Check out damage evaluation in Game_Battler line 351

def make_damage_value(user, item) value = item.damage.eval(user, self, $game_variables) # -- value *= item_element_rate(user, item) value *= pdr if item.physical? value *= mdr if item.magical? value *= rec if item.damage.recover? value = apply_critical(value) if @result.critical value = apply_variance(value, item.damage.variance) value = apply_guard(value) @result.make_damage(value.to_i, item)endWhich calls the damage object's eval method (available in the help file)

def eval(a, b, v)  [Kernel.eval(@formula), 0].max * sign rescue 0end

So all it does is take your formula and evaluate it within the context of the method with a few formula variables provided (a for the attacker, b for the target, and v for game variables).The formula can be anything, so you can access any of the attacker or target's methods, and basically anything else you can think of that you can do in Ruby because...well, it's basically running ruby code on the spot.

This has been used to achieve all sorts of complex skill or item effects, though personally I don't find it a very flexible solution when you start to require conditions and other things.

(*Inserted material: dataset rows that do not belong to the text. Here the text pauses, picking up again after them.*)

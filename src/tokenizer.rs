//! Command Line Tokenizer
//!
//! Splits a raw input line into whitespace-separated tokens while
//! honoring single and double quotes. Quote characters delimit spans
//! and are consumed; the opposite quote character inside an open span
//! is kept literally. Tokenization is total: any input produces a
//! (possibly empty) token list and never fails.

/// Split a command line into tokens
///
/// Whitespace outside quotes separates tokens and is discarded. A quote
/// span opened with `"` or `'` is closed only by the same character; an
/// unterminated span closes silently at the end of the line. Adjacent
/// quoted and unquoted segments merge into a single token.
///
/// # Examples
///
/// ```
/// let tokens = micashell::tokenizer::tokenize("a \"b c\" d");
/// assert_eq!(tokens, vec!["a", "b c", "d"]);
/// ```
pub fn tokenize(line: &str) -> Vec<String> {
    let mut tokens = Vec::new();
    let mut current = String::new();
    let mut quote_char: Option<char> = None;

    for ch in line.chars() {
        match ch {
            '"' | '\'' => match quote_char {
                None => quote_char = Some(ch),
                Some(open) if open == ch => quote_char = None,
                Some(_) => current.push(ch),
            },
            _ if ch.is_whitespace() && quote_char.is_none() => {
                if !current.is_empty() {
                    tokens.push(std::mem::take(&mut current));
                }
            }
            _ => current.push(ch),
        }
    }

    if !current.is_empty() {
        tokens.push(current);
    }

    tokens
}

/// Extract the lowercased command name from a raw line
///
/// Returns `None` when the line tokenizes to nothing. Arguments keep
/// their case; only the head token is folded.
pub fn command_name(line: &str) -> Option<String> {
    tokenize(line).into_iter().next().map(|t| t.to_lowercase())
}
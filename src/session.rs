//! Interactive Session
//!
//! One `Session` owns everything a shell conversation needs: the
//! directory cursor, the history ring, the background-task list, and
//! the configuration. `dispatch` takes a raw input line and returns
//! the records to render plus an optional action (clear the log,
//! recall a history entry into the input, or exit) that only the
//! embedding frontend can carry out.

use std::path::Path;

use chrono::Local;
use uuid::Uuid;

use crate::commands::{self, Builtin, CommandContext};
use crate::config::Config;
use crate::cursor::DirectoryCursor;
use crate::error::{Error, Result};
use crate::external::ExternalRunner;
use crate::history::HistoryRing;
use crate::models::{BackgroundTask, OutputRecord};
use crate::tokenizer::tokenize;

/// Everything `dispatch` produced for one input line
#[derive(Debug, Default)]
pub struct DispatchOutcome {
    /// Records to append to the rendered log, in order
    pub records: Vec<OutputRecord>,
    /// Side effect the frontend must perform, if any
    pub action: Option<SessionAction>,
}

/// Frontend obligations that cannot be expressed as output records
#[derive(Debug, Clone, PartialEq, Eq)]
pub enum SessionAction {
    /// Empty the rendered log
    ClearLog,
    /// Replace the current input line with this text, without running it
    Recall(String),
    /// End the session; confirm first when background tasks exist
    Exit { needs_confirmation: bool },
}

/// A single interactive shell session
pub struct Session {
    /// Unique id, for log correlation when several sessions share a process
    id: Uuid,
    cursor: DirectoryCursor,
    history: HistoryRing,
    background_tasks: Vec<BackgroundTask>,
    config: Config,
    runner: ExternalRunner,
}

impl Session {
    /// Create a session with default configuration, rooted at the
    /// process working directory
    pub fn new() -> Result<Self> {
        Self::with_config(Config::default())
    }

    /// Create a session from a configuration
    ///
    /// `shell.startup_directory` overrides the process working
    /// directory when set; it must name an existing directory.
    pub fn with_config(config: Config) -> Result<Self> {
        let cursor = match &config.shell.startup_directory {
            Some(dir) => DirectoryCursor::new(dir)?,
            None => DirectoryCursor::from_current_dir()?,
        };

        let runner = ExternalRunner::with_config(config.external.clone());
        let id = Uuid::new_v4();
        info!("Session {} starting in {}", id, cursor.current().display());

        Ok(Self {
            id,
            cursor,
            history: HistoryRing::new(),
            background_tasks: Vec::new(),
            config,
            runner,
        })
    }

    /// Session id
    pub fn id(&self) -> Uuid {
        self.id
    }

    /// The working directory the next command will run in
    pub fn current_dir(&self) -> &Path {
        self.cursor.current()
    }

    /// The session's command history
    pub fn history(&self) -> &HistoryRing {
        &self.history
    }

    /// The configuration this session was built from
    pub fn config(&self) -> &Config {
        &self.config
    }

    /// Background tasks started in this session
    pub fn background_tasks(&self) -> &[BackgroundTask] {
        &self.background_tasks
    }

    /// Register work the embedding frontend runs on this session's behalf
    ///
    /// While any task is registered, `exit` asks for confirmation
    /// instead of closing immediately.
    pub fn register_background_task(&mut self, task: BackgroundTask) {
        debug!("Session {} registered background task {}", self.id, task.id);
        self.background_tasks.push(task);
    }

    /// Process one input line
    ///
    /// Blank lines are ignored entirely. Everything else lands in
    /// history first, so failing commands can be recalled and fixed.
    /// Handler and runner faults become error records; this function
    /// never panics on user input.
    pub fn dispatch(&mut self, line: &str) -> DispatchOutcome {
        let trimmed = line.trim();
        if trimmed.is_empty() {
            return DispatchOutcome::default();
        }

        let index = self.history.append(trimmed);
        debug!("Dispatching entry {}: {}", index, trimmed);

        let mut records = Vec::new();
        if self.config.shell.echo_input {
            records.push(OutputRecord::input(format!("> {}", trimmed)));
        }

        let tokens = tokenize(trimmed);
        let head = match tokens.first() {
            Some(head) => head.to_lowercase(),
            // Quotes can collapse to nothing ("" alone); echo and move on
            None => return DispatchOutcome { records, action: None },
        };

        if let Some(suffix) = head.strip_prefix('!') {
            return self.recall(suffix, records);
        }

        match Builtin::lookup(&head) {
            Some(builtin) => {
                let mut ctx = CommandContext {
                    cursor: &mut self.cursor,
                    history: &self.history,
                    config: &self.config,
                };
                match commands::run(builtin, &tokens[1..], &mut ctx) {
                    Ok(mut output) => records.append(&mut output),
                    Err(err) => {
                        warn!("Builtin '{}' failed: {}", head, err);
                        records.push(OutputRecord::error(err.to_string()));
                    }
                }

                let action = match builtin {
                    Builtin::Clear => Some(SessionAction::ClearLog),
                    Builtin::Exit => Some(SessionAction::Exit {
                        needs_confirmation: !self.background_tasks.is_empty(),
                    }),
                    _ => None,
                };
                DispatchOutcome { records, action }
            }
            None => {
                debug!("No builtin named '{}', trying external command", head);
                records.push(self.runner.run(&tokens, self.cursor.current()));
                DispatchOutcome { records, action: None }
            }
        }
    }

    /// Handle a `!`-prefixed head token
    ///
    /// `!<digits>` asks the frontend to put that history entry back in
    /// the input line. A bare `!` does nothing; anything else is an
    /// invalid index.
    fn recall(&self, suffix: &str, mut records: Vec<OutputRecord>) -> DispatchOutcome {
        if suffix.is_empty() {
            return DispatchOutcome { records, action: None };
        }

        let entry = suffix
            .parse::<usize>()
            .ok()
            .and_then(|index| self.history.get(index));

        match entry {
            Some(entry) => {
                debug!("Recalling history entry {}", entry.index);
                DispatchOutcome {
                    records,
                    action: Some(SessionAction::Recall(entry.text.clone())),
                }
            }
            None => {
                records.push(OutputRecord::error(
                    Error::InvalidHistoryIndex {
                        input: suffix.to_string(),
                    }
                    .to_string(),
                ));
                DispatchOutcome { records, action: None }
            }
        }
    }

    /// The boxed greeting shown when a session opens
    pub fn welcome_banner(&self) -> OutputRecord {
        let user = std::env::var("USER")
            .or_else(|_| std::env::var("USERNAME"))
            .unwrap_or_else(|_| "unknown".to_string());
        let time = Local::now().format("%Y-%m-%d %H:%M:%S").to_string();
        let host = hostname::get()
            .map(|h| h.to_string_lossy().into_owned())
            .unwrap_or_else(|_| "unknown".to_string());
        let system = format!("{} {}", std::env::consts::OS, std::env::consts::ARCH);

        let text = format!(
            "╔══════════════════════════════════════════════════════════════╗\n\
             ║{:^62}║\n\
             ╠══════════════════════════════════════════════════════════════╣\n\
             ║  User    : {:<50}║\n\
             ║  Time    : {:<50}║\n\
             ║  Host    : {:<50}║\n\
             ║  System  : {:<50}║\n\
             ╠══════════════════════════════════════════════════════════════╣\n\
             ║  Welcome to mica - a small interactive shell                 ║\n\
             ║  Type 'help' to see available commands                       ║\n\
             ╚══════════════════════════════════════════════════════════════╝",
            "MICA SHELL", user, time, host, system
        );

        OutputRecord::info(text)
    }
}
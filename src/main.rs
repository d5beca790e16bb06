// SPDX-License-Identifier: MIT
// Copyright 2026 Roland Dreier <roland@rolandd.dev>

//! Mergington Activities API Server
//!
//! Lists extracurricular activities and handles student signups.

use mergington_activities::{config::Config, AppState};
use std::sync::Arc;
use tracing_subscriber::{layer::SubscriberExt, util::SubscriberInitExt};

#[tokio::main]
async fn main() -> Result<(), Box<dyn std::error::Error>> {
    // Initialize structured JSON logging
    init_logging();

    // Load configuration from environment
    let config = Config::from_env()?;
    tracing::info!(port = config.port, "Starting Mergington Activities API");

    if let Some(path) = &config.seed_path {
        tracing::info!(path = %path.display(), "Loading activities from seed file");
    }

    // Build shared state
    let state = Arc::new(AppState::from_config(config.clone())?);
    tracing::info!(
        count = state.directory.len(),
        enforce_capacity = state.directory.enforces_capacity(),
        static_dir = %config.static_dir.display(),
        "Activity directory ready"
    );

    // Build router
    let app = mergington_activities::routes::create_router(state);

    // Start server
    let addr = format!("0.0.0.0:{}", config.port);
    let listener = tokio::net::TcpListener::bind(&addr).await?;
    tracing::info!(address = %addr, "Server listening");

    axum::serve(listener, app).await?;
    Ok(())
}

/// Initialize structured JSON logging.
fn init_logging() {
    let format = tracing_subscriber::fmt::layer()
        .json()
        .with_target(false)
        .with_current_span(true)
        .flatten_event(true);

    let filter = tracing_subscriber::EnvFilter::try_from_default_env()
        .unwrap_or_else(|_| tracing_subscriber::EnvFilter::new("mergington_activities=debug,info"));

    tracing_subscriber::registry()
        .with(filter)
        .with(format)
        .init();
}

One script that I've written to move most of the "extra" stuff out of damage formulas such as adding a state to the target is to use formula effects which basically does the same thing as what people are doing now in their damage formulas except you're defining it as an effect, which also allows you to attach conditions to those effects.

All of which use ruby formulas so that I can let devs do whatever they want without having to formally write a method for it.

 

[Zeriab]

In the editor there are a few places other than the script editor where you can define pieces of code. eval is used for evaluating those pieces of code in their proper context.